Many analysts say voter turnout will surge in next year's presidential election. Turnout increased in 2000 and 2004, but the United States lags behind many democracies in voter turnout. Voter participation remains especially low in poor and minority precincts. The result is that the the electorate is substantially whiter and wealthier than the population, but KPCC's Frank Stoltze says one California initiative is trying to change that.
Frank Stoltze: The James Irvine Foundation is studying nine non-partisan groups devoted to encouraging people to vote. Yale Political Science Professor Donald Green is leading the study. In a recent presentation of its initial findings, he said it's best to work your own neighborhood.
Donald Green (in presentation): As a group of canvassers canvass closer and closer to their homes, their effectiveness goes up and up and up, and as they get farther away, their effectiveness goes down and down and down. And that suggests quite an important insight, not only into the strategy and tactics of canvassing, but also to understanding the 2004 election.
Stoltze: That campaign year, President Bush used church-based networks of Christian conservatives in key swing state precincts to win re-election. Green said he's still examining which messages motivate what he calls "low-propensity voters" to cast ballots.

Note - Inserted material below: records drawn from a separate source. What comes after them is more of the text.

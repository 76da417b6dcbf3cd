use std::str::FromStr;

use chrono::{DateTime, Utc};
use rust_decimal::Decimal;
use serde::{Deserialize, Deserializer, Serialize};
use serde_json::Value;

/// One row of `coins/markets`. Field names follow the upstream payload.
#[derive(Debug, Clone, PartialEq, Serialize, Deserialize)]
pub struct Coin {
    pub id: String,
    #[serde(default)]
    pub name: Option<String>,
    #[serde(default)]
    pub symbol: Option<String>,
    #[serde(default)]
    pub image: Option<String>,
    #[serde(default, deserialize_with = "lenient_decimal")]
    pub current_price: Option<Decimal>,
    #[serde(default, deserialize_with = "lenient_decimal")]
    pub market_cap: Option<Decimal>,
    #[serde(default)]
    pub market_cap_rank: Option<u32>,
    #[serde(default, deserialize_with = "lenient_decimal")]
    pub price_change_percentage_24h: Option<Decimal>,
    #[serde(default, deserialize_with = "lenient_decimal")]
    pub price_change_percentage_7d_in_currency: Option<Decimal>,
}

/// Entry of `coins/categories`; `id` doubles as the markets `category` filter.
#[derive(Debug, Clone, PartialEq, Serialize, Deserialize)]
pub struct Category {
    pub id: String,
    pub name: String,
    #[serde(default, deserialize_with = "lenient_decimal")]
    pub market_cap: Option<Decimal>,
}

/// Reads an optional number, treating values `Decimal` cannot hold (and any
/// other junk) as absent so one odd field does not fail the whole list.
fn lenient_decimal<'de, D>(deserializer: D) -> Result<Option<Decimal>, D::Error>
where
    D: Deserializer<'de>,
{
    let value = Option::<Value>::deserialize(deserializer)?;

    let text = match value {
        Some(Value::Number(n)) => n.to_string(),
        Some(Value::String(s)) => s,
        _ => return Ok(None),
    };

    Ok(Decimal::from_str(&text)
        .or_else(|_| Decimal::from_scientific(&text))
        .ok())
}

#[derive(Debug, Clone, PartialEq, Serialize, Deserialize)]
pub struct Source {
    pub name: String,
    #[serde(default)]
    pub url: Option<String>,
}

#[derive(Debug, Clone, PartialEq, Serialize, Deserialize)]
#[serde(rename_all = "camelCase")]
pub struct Article {
    pub title: String,
    #[serde(default)]
    pub description: Option<String>,
    #[serde(default)]
    pub content: Option<String>,
    pub url: String,
    #[serde(default)]
    pub image: Option<String>,
    pub published_at: DateTime<Utc>,
    pub source: Source,
}

/// GNews `search` envelope.
#[derive(Debug, Clone, Serialize, Deserialize)]
#[serde(rename_all = "camelCase")]
pub struct NewsResponse {
    #[serde(default)]
    pub total_articles: u64,
    #[serde(default)]
    pub articles: Vec<Article>,
}
use serde_json::Value;
use thiserror::Error;

/// Why a dashboard fetch failed, as far as the client can tell.
#[derive(Debug, Clone, PartialEq, Eq, Error)]
pub enum FetchError {
    /// HTTP 403, or the proxy's degraded `{status: 403, fallback: true}` body.
    #[error("upstream is blocking requests")]
    UpstreamBlocked,

    #[error("request timed out")]
    Timeout,

    #[error("network unreachable")]
    Offline,

    #[error("proxy answered {status}: {message}")]
    Upstream { status: u16, message: String },

    #[error("unexpected response body: {0}")]
    Decode(String),

    #[error("{0}")]
    Other(String),
}

impl FetchError {
    pub fn from_reqwest(error: reqwest::Error) -> Self {
        if error.is_timeout() {
            FetchError::Timeout
        } else if error.is_connect() {
            FetchError::Offline
        } else if error.is_decode() {
            FetchError::Decode(error.without_url().to_string())
        } else {
            FetchError::Other(error.without_url().to_string())
        }
    }

    /// Classifies a non-success HTTP answer from the proxy. The proxy flags
    /// upstream timeouts with `timeout: true` in its error body.
    pub fn from_status(status: u16, body: &[u8]) -> Self {
        if status == 403 {
            return FetchError::UpstreamBlocked;
        }

        let value = serde_json::from_slice::<Value>(body).ok();
        let timed_out = matches!(
            value.as_ref().and_then(|value| value.get("timeout")),
            Some(Value::Bool(true))
        );
        if timed_out || status == 504 {
            return FetchError::Timeout;
        }

        let message = value
            .and_then(|value| {
                value
                    .get("details")
                    .or_else(|| value.get("error"))
                    .and_then(Value::as_str)
                    .map(str::to_string)
            })
            .unwrap_or_else(|| format!("HTTP {}", status));

        FetchError::Upstream { status, message }
    }

    /// Text shown in the error banner next to the retry button.
    pub fn user_message(&self) -> String {
        match self {
            FetchError::UpstreamBlocked => {
                "The data provider is temporarily unavailable because it is receiving too many requests. Please try again in a few moments.".to_string()
            }
            FetchError::Timeout => {
                "The request took too long to complete. Please check your connection and try again.".to_string()
            }
            FetchError::Offline => {
                "You appear to be offline. Reconnect to the internet and try again.".to_string()
            }
            FetchError::Upstream { status, .. } => {
                format!("Failed to load data (HTTP {}). Please try again.", status)
            }
            FetchError::Decode(_) | FetchError::Other(_) => {
                "Failed to load data. Please try again.".to_string()
            }
        }
    }
}

/// True when a 200 body is really the proxy's degraded-availability notice.
pub fn is_blocked_signal(body: &Value) -> bool {
    let status_403 = body.get("status").and_then(Value::as_u64) == Some(403);
    let fallback = body.get("fallback").and_then(Value::as_bool) == Some(true);
    status_403 || fallback
}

Green (in presentation): My hunch is a lot of what's said at the door is symbolic. You knock on the door. You open the door. You think, 'What, does he want to sell me something? Does he want to hurt me? Oh, he wants me to vote. Oh, well, he is signaling the importance of voting by being at my doorstep talking about voting.'
Stoltze: That's what Gloria Walton does in South L.A.'s Latino and black neighborhoods. She's lead organizer of Strategic Concepts in Organizing and Policy Education, one of the organizations Green is studying. Walton said it tries to educate people discouraged with the political system about what the City Council and other government bodies do, and why they're important.
Gloria Walton: And so that's why we try to make sure that with our messages, it's not just about elections, but it's utilizing this arena to exercise power. It's talking about the need for jobs in our communities. It's saying, "You know what, people need to start paying attention to the needs of South Los Angeles, and communities that look like South L.A."
Stoltze: In California, there's a wide disparity between the population and the electorate. White adults are less than half the population, but they constitute about 70% of voters. Most voters own homes and have annual household incomes above $60,000.
Among all adults, two-thirds rent, and fewer than one in five earn 60 grand a year. Analysts say these are significant differences even when you factor in the large low income, non-citizen population, which is ineligible to vote.
If the electorate did more resemble the population, who would win elections? What ballot propositions would pass?
Greg Bauman chairs the Los Angeles County Democratic Party. He conceded that political parties are not necessarily interested in making the electorate look more like the population – they're interested in winning.
Greg Bauman: And the easiest way to win elections is by finding those most likely to vote and making sure they get out to vote.
Stoltze: At the same time, Bauman said, Democrats are looking to use new technology to reach young voters who tend to vote less than older ones.
Bauman: We in the L.A. Party have been in conversations with a vendor to do a test run in next year's elections, specifically with voters under the age of 30. And it might be as simple as text messaging them in the morning and saying, "Have you voted yet? Press one for yes, two for no." And if they say no, having them automatically queued to receive a phone call.
Stoltze: One finding of the Irvine Foundation study suggested follow-up phone calls to low propensity voters tripled turnout.
Frank Martinez's job is to worry about turnout. He's L.A.'s City Clerk. Martinez said just 35% of registered voters cast ballots in the hotly contested and historic mayoral election that propelled Antonio Villaraigosa to power two years ago.
Frank Martinez: We as a society have to look very closely at ourselves when such a large portion of our society feels disconnected, and I think it's disconnected from civic participation. It's not just voting.
Stoltze: For Martinez, civic participation means involvement in schools and community based organizations, too.
Yale Political Science Professor Green said it starts with voting.
Green: 2008 is, of course, promising to be a historic election of massive proportions, but the question is, "What will happen to low propensity voters in that election? Will they be largely overlooked?" And the answer is, "Yes, unless one can convince campaigns that it's in their strategic interest to mobilize such voters, and that that kind of mobilization is indeed possible."
Stoltze: And, Green said, it's cost effective for campaigns with limited budgets. His researchers are still looking into that.